Flu vaccine ineffective for those over 65 reports CDC
This year’s particularly nasty flu season has hit two age groups to a greater degree and others: young children and seniors. Hospitalizations and deaths have been some of the highest ever recorded for the elderly. The Centers for Disease Control and Prevention (CDC) has an explanation. The agency found that only 9% of individuals age 65 and older have benefited from the flu vaccine this year. Despite that poor response rate, the CDC is still recommending that seniors receive the vaccine. The agency notes that the vaccine is effective in younger individuals—anyone over six months of age.

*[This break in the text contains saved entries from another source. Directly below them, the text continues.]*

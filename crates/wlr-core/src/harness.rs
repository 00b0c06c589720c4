//! In-process wallet counterpart.
//!
//! [`SimulatedWallet`] stands in for bridge and signer at once: frames the
//! session sends are decoded, answered with real X25519/AEAD responses and
//! pushed back as [`ConnectionEvent`]s. Used by the demo binary and the
//! integration tests.

use std::collections::{BTreeMap, HashMap, VecDeque};
use std::sync::atomic::{AtomicBool, AtomicUsize, Ordering};
use std::sync::Arc;

use async_trait::async_trait;
use bytes::Bytes;
use parking_lot::Mutex;
use serde_json::{json, Value};
use tokio::sync::{mpsc, Notify};

use wlr_crypto::{
    decrypt_content, derive_shared_secret, encrypt_content, export_key_to_hex,
    generate_key_pair, import_key_from_hex, DegenerateSecretPolicy, KeyPair, PublicKey,
    SymmetricKey,
};
use wlr_proto::{
    DecryptedPayload, EncryptedRequest, RequestContent, RequestEnvelope, ResponseContent,
    ResponseEnvelope, RpcError, RpcRequest, RpcResult, SideChannelData,
};
use wlr_transport::{ConnectionEvent, ConnectionState, RelayTransport, TransportError};

use crate::config::SessionConfig;
use crate::errors::SignerError;
use crate::signer::{methods, requested_chain_id, SignerSession};
use crate::storage::Storage;

/// How the wallet answers the handshake.
#[derive(Clone, Debug)]
pub enum HandshakeBehavior {
    Approve,
    /// Plaintext `failure` envelope.
    Fail(RpcError),
    /// Encrypted `error` result.
    Reject(RpcError),
}

struct WalletState {
    accounts: Vec<String>,
    chain_id: u64,
    chains: BTreeMap<u64, String>,
    capabilities: Option<Value>,
    handshake: HandshakeBehavior,
    scripted: HashMap<String, RpcResult>,
    secret: Option<SymmetricKey>,
    held: VecDeque<ResponseEnvelope>,
    received: Vec<EncryptedRequest>,
    metadata: Vec<(String, String)>,
    connection: ConnectionState,
}

pub struct SimulatedWallet {
    keys: KeyPair,
    state: Mutex<WalletState>,
    events: Mutex<mpsc::UnboundedSender<ConnectionEvent>>,
    received_notify: Notify,
    hold: AtomicBool,
    fail_sends: AtomicBool,
    connects: AtomicUsize,
    disconnects: AtomicUsize,
}

impl SimulatedWallet {
    /// A wallet holding `accounts`, plus the event stream to hand to
    /// [`SignerSession::spawn`](SignerSession::spawn).
    pub fn new(accounts: Vec<String>) -> (Self, mpsc::UnboundedReceiver<ConnectionEvent>) {
        let (events, rx) = mpsc::unbounded_channel();
        let wallet = Self {
            keys: generate_key_pair(),
            state: Mutex::new(WalletState {
                accounts,
                chain_id: 1,
                chains: BTreeMap::from([(1, "https://mainnet.example.org".to_string())]),
                capabilities: None,
                handshake: HandshakeBehavior::Approve,
                scripted: HashMap::new(),
                secret: None,
                held: VecDeque::new(),
                received: Vec::new(),
                metadata: Vec::new(),
                connection: ConnectionState::Disconnected,
            }),
            events: Mutex::new(events),
            received_notify: Notify::new(),
            hold: AtomicBool::new(false),
            fail_sends: AtomicBool::new(false),
            connects: AtomicUsize::new(0),
            disconnects: AtomicUsize::new(0),
        };
        (wallet, rx)
    }

    pub fn public_key(&self) -> PublicKey {
        self.keys.public
    }

    // ------------------------------------------------------------------------
    // Scripting
    // ------------------------------------------------------------------------

    pub fn set_handshake(&self, behavior: HandshakeBehavior) {
        self.state.lock().handshake = behavior;
    }

    /// Answer every later `method` call with `result`.
    pub fn respond_with(&self, method: &str, result: RpcResult) {
        self.state.lock().scripted.insert(method.to_string(), result);
    }

    /// Chain map sent as side-channel data with every response.
    pub fn set_chains(&self, chains: BTreeMap<u64, String>) {
        self.state.lock().chains = chains;
    }

    pub fn set_capabilities(&self, capabilities: Value) {
        self.state.lock().capabilities = Some(capabilities);
    }

    /// Queue responses instead of delivering them.
    pub fn hold_responses(&self, hold: bool) {
        self.hold.store(hold, Ordering::SeqCst);
    }

    /// Deliver queued responses, newest first.
    pub fn release_held_reversed(&self) -> usize {
        let held: Vec<ResponseEnvelope> = self.state.lock().held.drain(..).rev().collect();
        let count = held.len();
        for envelope in held {
            self.push(ConnectionEvent::ResponseMessage(envelope));
        }
        count
    }

    pub fn fail_sends(&self, fail: bool) {
        self.fail_sends.store(fail, Ordering::SeqCst);
    }

    /// Push an arbitrary bridge event.
    pub fn push(&self, event: ConnectionEvent) {
        let _ = self.events.lock().send(event);
    }

    /// Replace the event stream, as when a reloaded page reconnects.
    pub fn reattach(&self) -> mpsc::UnboundedReceiver<ConnectionEvent> {
        let (events, rx) = mpsc::unbounded_channel();
        *self.events.lock() = events;
        rx
    }

    /// Switch account and tell the session, as the wallet UI would.
    pub fn announce_account(&self, address: &str) {
        self.state.lock().accounts = vec![address.to_string()];
        self.push(ConnectionEvent::AccountUpdated(address.to_string()));
    }

    // ------------------------------------------------------------------------
    // Inspection
    // ------------------------------------------------------------------------

    /// Decrypted requests received so far.
    pub fn received_requests(&self) -> Vec<EncryptedRequest> {
        self.state.lock().received.clone()
    }

    pub async fn wait_for_requests(&self, n: usize) -> Vec<EncryptedRequest> {
        loop {
            let notified = self.received_notify.notified();
            if self.state.lock().received.len() >= n {
                return self.received_requests();
            }
            notified.await;
        }
    }

    pub fn held_count(&self) -> usize {
        self.state.lock().held.len()
    }

    pub fn metadata_writes(&self) -> Vec<(String, String)> {
        self.state.lock().metadata.clone()
    }

    pub fn connect_count(&self) -> usize {
        self.connects.load(Ordering::SeqCst)
    }

    pub fn disconnect_count(&self) -> usize {
        self.disconnects.load(Ordering::SeqCst)
    }

    // ------------------------------------------------------------------------
    // Wallet side of the protocol
    // ------------------------------------------------------------------------

    fn answer(&self, request: RequestEnvelope) -> Result<ResponseEnvelope, TransportError> {
        let content = match request.content {
            RequestContent::Handshake(_) => self.answer_handshake(&request.sender)?,
            RequestContent::Encrypted(data) => {
                let mut state = self.state.lock();
                let secret = state
                    .secret
                    .clone()
                    .ok_or_else(|| TransportError::Other("no handshake yet".to_string()))?;
                let call: EncryptedRequest = decrypt_content(&data, &secret)
                    .map_err(|e| TransportError::Codec(e.to_string()))?;
                let result = Self::execute(&mut state, &call);
                state.received.push(call);
                let payload = Self::with_side_channel(&state, result);
                drop(state);
                self.received_notify.notify_waiters();
                seal(&payload, &secret)?
            }
        };
        Ok(ResponseEnvelope {
            request_id: request.id,
            sender: export_key_to_hex(&self.keys.public),
            content,
            timestamp: chrono::Utc::now().timestamp_millis(),
        })
    }

    fn answer_handshake(&self, sender: &str) -> Result<ResponseContent, TransportError> {
        let mut state = self.state.lock();
        let result = match state.handshake.clone() {
            HandshakeBehavior::Fail(error) => return Ok(ResponseContent::Failure(error)),
            HandshakeBehavior::Reject(error) => RpcResult::Error(error),
            HandshakeBehavior::Approve => RpcResult::Value(json!(state.accounts)),
        };

        let peer: PublicKey =
            import_key_from_hex(sender).map_err(|e| TransportError::Codec(e.to_string()))?;
        let secret = derive_shared_secret(&self.keys.private, &peer, DegenerateSecretPolicy::Reject)
            .map_err(|e| TransportError::Codec(e.to_string()))?;
        state.secret = Some(secret.clone());

        let payload = Self::with_side_channel(&state, result);
        seal(&payload, &secret)
    }

    fn execute(state: &mut WalletState, call: &EncryptedRequest) -> RpcResult {
        let method = call.action.method.as_str();
        if let Some(result) = state.scripted.get(method) {
            return result.clone();
        }
        match method {
            methods::ETH_REQUEST_ACCOUNTS | methods::ETH_ACCOUNTS => {
                RpcResult::Value(json!(state.accounts))
            }
            methods::ETH_CHAIN_ID => RpcResult::Value(json!(format!("0x{:x}", state.chain_id))),
            methods::WALLET_SWITCH_CHAIN => {
                match requested_chain_id(&call.action.params) {
                    Some(id) if state.chains.contains_key(&id) => {
                        state.chain_id = id;
                        RpcResult::Value(Value::Null)
                    }
                    Some(id) => RpcResult::Error(RpcError::unsupported_chain(id)),
                    None => RpcResult::Error(RpcError::invalid_params("missing chainId")),
                }
            }
            "personal_sign" | "eth_signTypedData_v4" | "eth_sendTransaction" => {
                RpcResult::Value(json!(format!("0x{}", "5a".repeat(65))))
            }
            other => RpcResult::Error(RpcError::unsupported_method(other)),
        }
    }

    fn with_side_channel(state: &WalletState, result: RpcResult) -> DecryptedPayload {
        DecryptedPayload {
            result,
            data: Some(SideChannelData {
                chains: Some(state.chains.clone()),
                capabilities: state.capabilities.clone(),
            }),
        }
    }
}

fn seal(payload: &DecryptedPayload, secret: &SymmetricKey) -> Result<ResponseContent, TransportError> {
    encrypt_content(payload, secret)
        .map(ResponseContent::Encrypted)
        .map_err(|e| TransportError::Codec(e.to_string()))
}

#[async_trait]
impl RelayTransport for SimulatedWallet {
    async fn connect(&self) -> Result<(), TransportError> {
        self.connects.fetch_add(1, Ordering::SeqCst);
        self.state.lock().connection = ConnectionState::Authenticated;
        self.push(ConnectionEvent::Linked(true));
        Ok(())
    }

    async fn send(&self, frame: Bytes) -> Result<(), TransportError> {
        if self.fail_sends.load(Ordering::SeqCst) {
            return Err(TransportError::Disconnected);
        }
        if !self.state.lock().connection.is_authenticated() {
            return Err(TransportError::NotAuthenticated);
        }
        let request: RequestEnvelope =
            serde_json::from_slice(&frame).map_err(|e| TransportError::Codec(e.to_string()))?;
        tracing::debug!(request_id = %request.id, handshake = request.is_handshake(), "wallet received request");

        let response = self.answer(request)?;
        if self.hold.load(Ordering::SeqCst) {
            self.state.lock().held.push_back(response);
        } else {
            self.push(ConnectionEvent::ResponseMessage(response));
        }
        Ok(())
    }

    async fn set_metadata(&self, key: &str, value: &str) -> Result<(), TransportError> {
        self.state
            .lock()
            .metadata
            .push((key.to_string(), value.to_string()));
        Ok(())
    }

    async fn disconnect(&self) {
        self.disconnects.fetch_add(1, Ordering::SeqCst);
        self.state.lock().connection = ConnectionState::Disconnected;
    }

    fn state(&self) -> ConnectionState {
        self.state.lock().connection
    }
}

/// Handshake with a fresh simulated wallet and sign one message.
///
/// Returns the accounts from the handshake and the signature.
pub async fn run_signing_flow(
    config: SessionConfig,
    backend: Arc<dyn Storage>,
    accounts: Vec<String>,
) -> Result<(Vec<String>, Value), SignerError> {
    let (wallet, events) = SimulatedWallet::new(accounts);
    let wallet = Arc::new(wallet);
    let identity = SignerSession::resume_identity(&config, backend.clone())?;
    let session = SignerSession::new(config, backend, identity, wallet.clone())?;
    let task = session.spawn(events);

    let result = async {
        let accounts = session.handshake().await?;
        let from = accounts.first().cloned().unwrap_or_default();
        let signature = session
            .request(RpcRequest::new(
                "personal_sign",
                json!(["0x48656c6c6f", from]),
            ))
            .await?;
        Ok::<_, SignerError>((accounts, signature))
    }
    .await;

    session.disconnect().await;
    task.abort();
    result
}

The statistics were presented in the CDC’s Weekly Morbidity and Mortality Report released on February 21. The finding that only 9% of seniors benefited from the vaccine represents a level too low to be statistically significant; however, the CDC notes that even a small amount of protection is better than none. In addition to the foregoing, the study found that the vaccine has reduced hospitalizations and deaths among seniors. However, because of the limited protection that the vaccine may offer, the agency recommends that seniors who have been vaccinated and develop flu symptoms should seek prompt medical attention. For younger individuals, the vaccine has been found to reduce the need to see a physician for an infection by one-half to two-thirds. The latest CDC report was based on a survey of 2,697 children and adults by the U.S. Influenza Vaccine Effectiveness Network from December 3, 2012, through January 19, 2013.